Application Open: March 3, 2023
Application Deadline Extended: April 30, 2023 at 11:59 PM
Award Notification: June 2023
For apprenticeships taking place July 1, 2023 through June 30, 2024
Para recibir asistencia con la solicitud del Programa de Aprendizaje de Artes Patrimoniales (HAAP, por sus siglas en inglés), por favor comuníquese con Violeta Martin, email@example.com, 206-682-1770 x111.
About the Heritage Arts Apprenticeship Program
Washington State is home to a rich collection of cultural traditions carried on by members of its many communities—from the Indigenous peoples in whose homelands this program takes place, to its most recent immigrants. Practitioners of these traditions enliven and enrich the cultural heritage of both their specific communities and the state as a whole.
Folk and traditional arts and practices are the bedrock of artistic and cultural communities. They provide meaningful ways for individuals to connect with their past, and build bridges to others and their surroundings in the present. Because these practices are often learned informally in a one-on-one setting, they often don’t have the same infrastructure for learning and teaching as other art forms.

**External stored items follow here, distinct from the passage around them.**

//! City handlers

use axum::{
    Json,
    extract::{Path, Query, State},
    http::StatusCode,
    response::IntoResponse,
};
use serde_json::json;
use tracing::info;

use crate::{
    error::{ApiError, ApiResult},
    middleware::CurrentUser,
    models::{
        MAX_PAGE_SIZE,
        city::{City, CityQuery, CreateCityRequest, UpdateCityRequest},
    },
    repositories::non_blank,
    slug::city_slug,
    state::AppState,
    validation::required_text,
};

const DEFAULT_CITY_LIMIT: u32 = 20;
const MAX_CITY_NAME_CHARS: usize = 100;
const MAX_IMAGE_URL_CHARS: usize = 2048;

fn slug_for(name: &str) -> ApiResult<String> {
    let slug = city_slug(name);
    if slug.is_empty() {
        return Err(ApiError::Validation(
            "City name must contain letters or digits".to_string(),
        ));
    }
    Ok(slug)
}

/// `GET /cities`
pub async fn list_cities(
    State(state): State<AppState>,
    Query(query): Query<CityQuery>,
) -> ApiResult<impl IntoResponse> {
    let limit = query
        .limit
        .unwrap_or(DEFAULT_CITY_LIMIT)
        .clamp(1, MAX_PAGE_SIZE);

    let cities = state
        .city_repository
        .search(non_blank(&query.search), limit)
        .await?;

    Ok(Json(json!({ "cities": cities })))
}

/// `GET /cities/:slug`
pub async fn get_city(
    State(state): State<AppState>,
    Path(slug): Path<String>,
) -> ApiResult<impl IntoResponse> {
    let city = state
        .city_repository
        .find_by_slug(&slug)
        .await?
        .ok_or_else(|| ApiError::not_found("City"))?;

    Ok(Json(city))
}

/// `POST /cities`
pub async fn create_city(
    State(state): State<AppState>,
    CurrentUser(user): CurrentUser,
    Json(payload): Json<CreateCityRequest>,
) -> ApiResult<impl IntoResponse> {
    let name = required_text("City name", &payload.name, MAX_CITY_NAME_CHARS)
        .map_err(ApiError::Validation)?;
    let image_url = required_text("Image URL", &payload.image_url, MAX_IMAGE_URL_CHARS)
        .map_err(ApiError::Validation)?;
    let slug = slug_for(&name)?;

    info!("User {} creating city {}", user.id, name);

    let city = state
        .city_repository
        .create(&name, &slug, &image_url)
        .await?;

    Ok((StatusCode::CREATED, Json(city)))
}

/// Name, slug and image of a city after an edit
#[derive(Debug, Clone, PartialEq, Eq)]
struct CityEdit {
    name: String,
    slug: String,
    image_url: String,
}

/// Apply a change set to `city`; a new name brings a new slug
fn apply_changes(city: &City, changes: UpdateCityRequest) -> ApiResult<CityEdit> {
    let mut edit = CityEdit {
        name: city.name.clone(),
        slug: city.slug.clone(),
        image_url: city.image_url.clone(),
    };

    if let Some(image_url) = changes.image_url.filter(|url| !url.is_empty()) {
        edit.image_url = required_text("Image URL", &image_url, MAX_IMAGE_URL_CHARS)
            .map_err(ApiError::Validation)?;
    }

    if let Some(name) = changes.name.filter(|name| !name.is_empty()) {
        let name = required_text("City name", &name, MAX_CITY_NAME_CHARS)
            .map_err(ApiError::Validation)?;
        if name != city.name {
            edit.slug = slug_for(&name)?;
            edit.name = name;
        }
    }

    Ok(edit)
}

/// `PATCH /cities/:slug`
pub async fn update_city(
    State(state): State<AppState>,
    CurrentUser(user): CurrentUser,
    Path(slug): Path<String>,
    Json(payload): Json<UpdateCityRequest>,
) -> ApiResult<impl IntoResponse> {
    let city = state
        .city_repository
        .find_by_slug(&slug)
        .await?
        .ok_or_else(|| ApiError::not_found("City"))?;

    let edit = apply_changes(&city, payload)?;

    info!("User {} updating city {}", user.id, city.slug);

    let city = state
        .city_repository
        .update(city.id, &edit.name, &edit.slug, &edit.image_url)
        .await?
        .ok_or_else(|| ApiError::not_found("City"))?;

    Ok(Json(city))
}

/// `DELETE /cities/:slug`
pub async fn delete_city(
    State(state): State<AppState>,
    CurrentUser(user): CurrentUser,
    Path(slug): Path<String>,
) -> ApiResult<impl IntoResponse> {
    let city = state
        .city_repository
        .delete(&slug)
        .await?
        .ok_or_else(|| ApiError::not_found("City"))?;

    info!("User {} deleted city {}", user.id, city.slug);

    Ok(Json(json!({
        "message": "City deleted",
        "city": city,
    })))
}

#[cfg(test)]
mod tests {
    use super::*;
    use chrono::{TimeZone, Utc};
    use uuid::Uuid;

    fn city() -> City {
        let at = Utc.with_ymd_and_hms(2024, 1, 1, 0, 0, 0).unwrap();
        City {
            id: Uuid::new_v4(),
            name: "Казань".to_string(),
            slug: "kazan".to_string(),
            image_url: "https://img.example/kazan.jpg".to_string(),
            events_count: 3,
            created_at: at,
            updated_at: at,
        }
    }

    #[test]
    fn test_empty_change_set_keeps_city() {
        let edit = apply_changes(&city(), UpdateCityRequest::default()).unwrap();
        assert_eq!(edit.name, "Казань");
        assert_eq!(edit.slug, "kazan");
        assert_eq!(edit.image_url, "https://img.example/kazan.jpg");

        let blank = UpdateCityRequest {
            name: Some(String::new()),
            image_url: Some(String::new()),
        };
        assert_eq!(
            apply_changes(&city(), blank).unwrap(),
            apply_changes(&city(), UpdateCityRequest::default()).unwrap()
        );
    }

    #[test]
    fn test_rename_regenerates_slug() {
        let edit = apply_changes(
            &city(),
            UpdateCityRequest {
                name: Some(" Нижний Новгород ".to_string()),
                image_url: None,
            },
        )
        .unwrap();

        assert_eq!(edit.name, "Нижний Новгород");
        assert_eq!(edit.slug, "nizhniy-novgorod");
        assert_eq!(edit.image_url, "https://img.example/kazan.jpg");
    }

    #[test]
    fn test_same_name_keeps_slug() {
        let mut current = city();
        current.slug = "kazan-old".to_string();

        let edit = apply_changes(
            &current,
            UpdateCityRequest {
                name: Some("Казань".to_string()),
                image_url: Some("https://img.example/new.jpg".to_string()),
            },
        )
        .unwrap();

        assert_eq!(edit.slug, "kazan-old");
        assert_eq!(edit.image_url, "https://img.example/new.jpg");
    }

    #[test]
    fn test_invalid_changes_are_rejected() {
        for changes in [
            UpdateCityRequest {
                name: Some("   ".to_string()),
                image_url: None,
            },
            UpdateCityRequest {
                name: Some("!!!".to_string()),
                image_url: None,
            },
            UpdateCityRequest {
                name: Some("я".repeat(101)),
                image_url: None,
            },
            UpdateCityRequest {
                name: None,
                image_url: Some("  ".to_string()),
            },
        ] {
            let err = apply_changes(&city(), changes).unwrap_err();
            assert!(matches!(err, ApiError::Validation(_)));
        }
    }
}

The Heritage Arts Apprenticeship Program supports individuals seeking to preserve traditional practices important to their community, heritage, and identity. These may include music, dance, visual arts, language practices, verbal arts, traditional skills, foodways, occupational arts, storytelling and much more. They are learned within communities that share family, ethnic, tribal, regional, occupational, or religious identity. The program provides a supportive mentoring environment, networking opportunities, as well as important professional and leadership skills.
Humanities Washington and ArtsWA are pleased to co-sponsor the Center for Washington Cultural Traditions and its Heritage Arts Apprenticeship Program, with significant support from the Washington State Legislature. To date, over 100 people have participated in the program. Read about previously funded teams here and learn more at www.waculture.org.
How does the Heritage Arts Apprenticeship Program work?
Master Artists and Apprentice(s) work together over the course of one year to teach and learn skills related to a tradition in their community to preserve and cultivate it for future generations.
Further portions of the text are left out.